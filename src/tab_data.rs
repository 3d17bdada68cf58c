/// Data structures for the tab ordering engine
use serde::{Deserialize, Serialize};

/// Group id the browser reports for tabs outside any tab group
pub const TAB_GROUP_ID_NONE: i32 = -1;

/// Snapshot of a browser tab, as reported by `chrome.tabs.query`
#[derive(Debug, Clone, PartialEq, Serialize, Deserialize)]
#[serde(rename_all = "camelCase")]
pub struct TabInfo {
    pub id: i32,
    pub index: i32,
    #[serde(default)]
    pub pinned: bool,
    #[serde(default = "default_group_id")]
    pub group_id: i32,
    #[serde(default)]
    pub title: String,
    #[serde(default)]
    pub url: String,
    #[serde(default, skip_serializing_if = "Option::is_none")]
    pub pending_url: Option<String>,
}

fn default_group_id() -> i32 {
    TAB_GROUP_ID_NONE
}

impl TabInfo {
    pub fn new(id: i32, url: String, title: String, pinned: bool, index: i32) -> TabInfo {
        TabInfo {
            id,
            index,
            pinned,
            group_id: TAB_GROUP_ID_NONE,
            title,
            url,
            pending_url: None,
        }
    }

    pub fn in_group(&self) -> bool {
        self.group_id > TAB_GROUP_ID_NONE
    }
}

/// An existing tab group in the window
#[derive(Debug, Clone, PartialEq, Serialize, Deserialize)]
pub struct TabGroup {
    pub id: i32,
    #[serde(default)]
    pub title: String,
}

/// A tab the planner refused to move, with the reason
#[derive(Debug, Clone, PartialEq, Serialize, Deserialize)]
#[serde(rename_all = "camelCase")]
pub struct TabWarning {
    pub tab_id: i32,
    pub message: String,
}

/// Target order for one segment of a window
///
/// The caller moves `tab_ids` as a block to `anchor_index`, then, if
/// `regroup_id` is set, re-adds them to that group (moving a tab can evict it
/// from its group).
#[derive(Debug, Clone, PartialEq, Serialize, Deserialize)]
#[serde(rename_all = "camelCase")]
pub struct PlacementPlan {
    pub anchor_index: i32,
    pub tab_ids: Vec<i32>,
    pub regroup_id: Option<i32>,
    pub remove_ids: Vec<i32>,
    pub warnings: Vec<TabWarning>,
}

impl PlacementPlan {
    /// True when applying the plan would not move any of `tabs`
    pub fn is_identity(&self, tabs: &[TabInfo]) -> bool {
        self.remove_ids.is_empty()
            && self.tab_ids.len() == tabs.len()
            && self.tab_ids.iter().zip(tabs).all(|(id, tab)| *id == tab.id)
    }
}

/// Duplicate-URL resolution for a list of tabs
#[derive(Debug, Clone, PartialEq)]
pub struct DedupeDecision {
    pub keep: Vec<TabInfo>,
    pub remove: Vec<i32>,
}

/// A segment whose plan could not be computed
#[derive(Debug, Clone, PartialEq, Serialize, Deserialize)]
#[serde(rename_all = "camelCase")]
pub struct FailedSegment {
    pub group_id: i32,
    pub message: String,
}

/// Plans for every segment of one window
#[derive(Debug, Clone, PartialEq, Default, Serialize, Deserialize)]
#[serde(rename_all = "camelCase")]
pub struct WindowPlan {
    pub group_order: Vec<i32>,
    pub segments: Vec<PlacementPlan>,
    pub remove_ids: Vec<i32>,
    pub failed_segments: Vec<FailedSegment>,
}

■ ■ ■ ■ ■

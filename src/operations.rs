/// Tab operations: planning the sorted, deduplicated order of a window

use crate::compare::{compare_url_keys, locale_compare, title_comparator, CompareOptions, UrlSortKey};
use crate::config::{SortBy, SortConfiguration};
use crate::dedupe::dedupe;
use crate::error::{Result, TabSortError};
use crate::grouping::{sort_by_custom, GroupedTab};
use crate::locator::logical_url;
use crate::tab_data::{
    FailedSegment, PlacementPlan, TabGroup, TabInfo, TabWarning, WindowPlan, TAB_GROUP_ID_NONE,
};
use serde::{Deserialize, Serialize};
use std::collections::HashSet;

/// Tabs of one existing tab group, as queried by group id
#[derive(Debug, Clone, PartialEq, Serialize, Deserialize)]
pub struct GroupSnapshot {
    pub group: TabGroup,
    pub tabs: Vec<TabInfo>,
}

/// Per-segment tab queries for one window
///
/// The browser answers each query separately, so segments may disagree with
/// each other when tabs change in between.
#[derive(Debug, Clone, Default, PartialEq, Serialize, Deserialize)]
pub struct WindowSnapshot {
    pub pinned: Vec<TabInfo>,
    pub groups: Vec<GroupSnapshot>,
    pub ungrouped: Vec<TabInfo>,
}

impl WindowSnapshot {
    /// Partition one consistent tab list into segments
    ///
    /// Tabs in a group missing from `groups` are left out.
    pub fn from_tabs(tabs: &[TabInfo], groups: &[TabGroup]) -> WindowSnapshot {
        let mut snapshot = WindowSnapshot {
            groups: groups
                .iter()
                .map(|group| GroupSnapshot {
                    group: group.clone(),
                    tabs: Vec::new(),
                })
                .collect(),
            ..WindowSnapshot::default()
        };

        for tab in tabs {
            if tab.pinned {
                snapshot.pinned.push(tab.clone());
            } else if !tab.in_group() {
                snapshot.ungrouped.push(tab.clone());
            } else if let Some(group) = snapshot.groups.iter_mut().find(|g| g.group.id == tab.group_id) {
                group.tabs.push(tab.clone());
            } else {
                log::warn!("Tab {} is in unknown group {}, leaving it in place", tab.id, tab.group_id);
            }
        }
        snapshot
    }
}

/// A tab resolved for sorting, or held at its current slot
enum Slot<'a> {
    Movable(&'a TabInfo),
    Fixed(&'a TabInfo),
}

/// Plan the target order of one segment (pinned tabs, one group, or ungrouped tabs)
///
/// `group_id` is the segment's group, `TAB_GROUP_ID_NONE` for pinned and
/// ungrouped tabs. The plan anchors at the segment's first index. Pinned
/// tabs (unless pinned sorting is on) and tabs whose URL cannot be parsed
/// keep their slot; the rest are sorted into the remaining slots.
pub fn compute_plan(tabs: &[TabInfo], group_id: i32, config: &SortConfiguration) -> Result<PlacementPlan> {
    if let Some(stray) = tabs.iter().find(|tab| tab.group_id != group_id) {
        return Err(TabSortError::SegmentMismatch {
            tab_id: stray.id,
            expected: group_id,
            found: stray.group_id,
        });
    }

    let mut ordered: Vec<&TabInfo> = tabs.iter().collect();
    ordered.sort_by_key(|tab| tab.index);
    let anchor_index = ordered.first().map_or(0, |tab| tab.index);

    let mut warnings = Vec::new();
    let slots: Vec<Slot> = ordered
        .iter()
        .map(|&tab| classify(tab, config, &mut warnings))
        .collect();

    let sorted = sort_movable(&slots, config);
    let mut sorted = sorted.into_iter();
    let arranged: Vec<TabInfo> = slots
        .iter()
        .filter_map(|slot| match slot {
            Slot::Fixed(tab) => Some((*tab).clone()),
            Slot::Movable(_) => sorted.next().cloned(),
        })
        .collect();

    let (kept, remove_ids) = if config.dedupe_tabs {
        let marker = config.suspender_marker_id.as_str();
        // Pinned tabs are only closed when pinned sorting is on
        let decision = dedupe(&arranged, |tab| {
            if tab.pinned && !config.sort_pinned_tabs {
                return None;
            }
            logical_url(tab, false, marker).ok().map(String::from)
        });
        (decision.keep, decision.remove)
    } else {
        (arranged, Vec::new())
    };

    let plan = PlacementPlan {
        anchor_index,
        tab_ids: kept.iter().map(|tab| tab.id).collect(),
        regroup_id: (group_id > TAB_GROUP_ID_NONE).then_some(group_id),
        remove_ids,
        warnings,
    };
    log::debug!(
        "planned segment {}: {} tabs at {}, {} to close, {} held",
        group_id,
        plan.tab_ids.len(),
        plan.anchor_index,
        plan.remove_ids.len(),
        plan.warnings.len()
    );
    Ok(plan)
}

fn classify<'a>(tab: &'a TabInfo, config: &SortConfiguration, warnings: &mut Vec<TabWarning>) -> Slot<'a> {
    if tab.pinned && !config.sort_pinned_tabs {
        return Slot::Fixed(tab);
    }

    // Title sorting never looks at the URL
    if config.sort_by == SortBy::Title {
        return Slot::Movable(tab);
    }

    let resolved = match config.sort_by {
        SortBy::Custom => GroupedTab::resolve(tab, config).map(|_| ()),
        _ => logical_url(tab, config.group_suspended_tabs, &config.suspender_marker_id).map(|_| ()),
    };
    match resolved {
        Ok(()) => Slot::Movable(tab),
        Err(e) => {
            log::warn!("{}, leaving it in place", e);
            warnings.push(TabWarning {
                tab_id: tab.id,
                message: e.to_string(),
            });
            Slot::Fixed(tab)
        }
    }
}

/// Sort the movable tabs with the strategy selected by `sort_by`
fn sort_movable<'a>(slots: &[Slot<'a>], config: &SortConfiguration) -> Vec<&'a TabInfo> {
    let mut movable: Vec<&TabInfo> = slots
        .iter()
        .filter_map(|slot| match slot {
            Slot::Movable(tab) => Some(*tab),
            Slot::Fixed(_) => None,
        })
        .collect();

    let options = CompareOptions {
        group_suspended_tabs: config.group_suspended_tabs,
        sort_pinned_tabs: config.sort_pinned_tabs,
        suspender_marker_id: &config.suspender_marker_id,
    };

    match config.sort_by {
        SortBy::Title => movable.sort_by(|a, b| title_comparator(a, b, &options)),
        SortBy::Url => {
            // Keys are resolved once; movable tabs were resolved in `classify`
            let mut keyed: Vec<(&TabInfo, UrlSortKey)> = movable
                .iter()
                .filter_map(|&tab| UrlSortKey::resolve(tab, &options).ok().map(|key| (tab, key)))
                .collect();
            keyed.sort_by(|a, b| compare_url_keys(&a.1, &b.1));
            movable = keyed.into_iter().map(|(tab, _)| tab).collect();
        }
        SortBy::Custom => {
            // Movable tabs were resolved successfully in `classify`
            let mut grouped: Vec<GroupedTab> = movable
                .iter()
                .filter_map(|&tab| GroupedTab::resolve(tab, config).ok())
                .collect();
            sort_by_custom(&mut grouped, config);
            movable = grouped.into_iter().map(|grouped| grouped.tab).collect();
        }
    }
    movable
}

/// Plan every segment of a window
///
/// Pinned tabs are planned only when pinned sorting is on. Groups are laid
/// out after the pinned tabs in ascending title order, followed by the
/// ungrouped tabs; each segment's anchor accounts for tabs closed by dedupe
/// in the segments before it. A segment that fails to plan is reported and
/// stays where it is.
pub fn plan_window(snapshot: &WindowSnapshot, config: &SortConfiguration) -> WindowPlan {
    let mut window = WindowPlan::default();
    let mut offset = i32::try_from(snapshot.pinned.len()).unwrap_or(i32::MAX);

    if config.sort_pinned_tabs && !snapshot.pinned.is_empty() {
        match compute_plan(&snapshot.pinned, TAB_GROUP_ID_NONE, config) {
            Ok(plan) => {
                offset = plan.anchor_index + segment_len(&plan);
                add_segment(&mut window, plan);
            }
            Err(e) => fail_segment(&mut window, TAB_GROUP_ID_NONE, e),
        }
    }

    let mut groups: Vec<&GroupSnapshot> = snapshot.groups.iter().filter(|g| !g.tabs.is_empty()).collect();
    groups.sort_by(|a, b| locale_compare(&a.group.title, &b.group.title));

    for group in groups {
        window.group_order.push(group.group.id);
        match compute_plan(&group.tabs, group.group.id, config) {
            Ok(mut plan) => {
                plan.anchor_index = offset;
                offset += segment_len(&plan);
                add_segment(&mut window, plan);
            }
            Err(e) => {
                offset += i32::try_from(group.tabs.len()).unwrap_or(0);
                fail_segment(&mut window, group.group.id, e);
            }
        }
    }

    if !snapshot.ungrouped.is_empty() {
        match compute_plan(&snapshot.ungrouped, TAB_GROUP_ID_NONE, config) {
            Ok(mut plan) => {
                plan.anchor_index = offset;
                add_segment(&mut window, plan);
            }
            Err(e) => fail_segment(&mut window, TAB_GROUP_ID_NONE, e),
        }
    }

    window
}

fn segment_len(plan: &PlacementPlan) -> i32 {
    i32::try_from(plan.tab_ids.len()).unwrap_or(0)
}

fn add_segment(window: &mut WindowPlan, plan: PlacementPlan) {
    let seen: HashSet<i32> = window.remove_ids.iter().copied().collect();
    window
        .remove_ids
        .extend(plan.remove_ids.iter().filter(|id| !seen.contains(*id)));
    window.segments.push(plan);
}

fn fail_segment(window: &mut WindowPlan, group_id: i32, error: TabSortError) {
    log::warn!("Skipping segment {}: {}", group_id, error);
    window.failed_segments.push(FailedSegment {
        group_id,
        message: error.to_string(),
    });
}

■ ■ ■ ■ ■

* [EXERCISE DETAILS] Using the records above, set down exactly the lines from the one with "filename src/tab_data.rs" through the one with "Snapshot of a", inclusive, and nothing more.

* [RESULT FOR THIS TASK]
filename src/tab_data.rs
repository 3d17bdada68cf58c
/// Data structures for the tab ordering engine
use serde::{Deserialize, Serialize};

/// Group id the browser reports for tabs outside any tab group
pub const TAB_GROUP_ID_NONE: i32 = -1;

/// Snapshot of a browser tab, as reported by `chrome.tabs.query`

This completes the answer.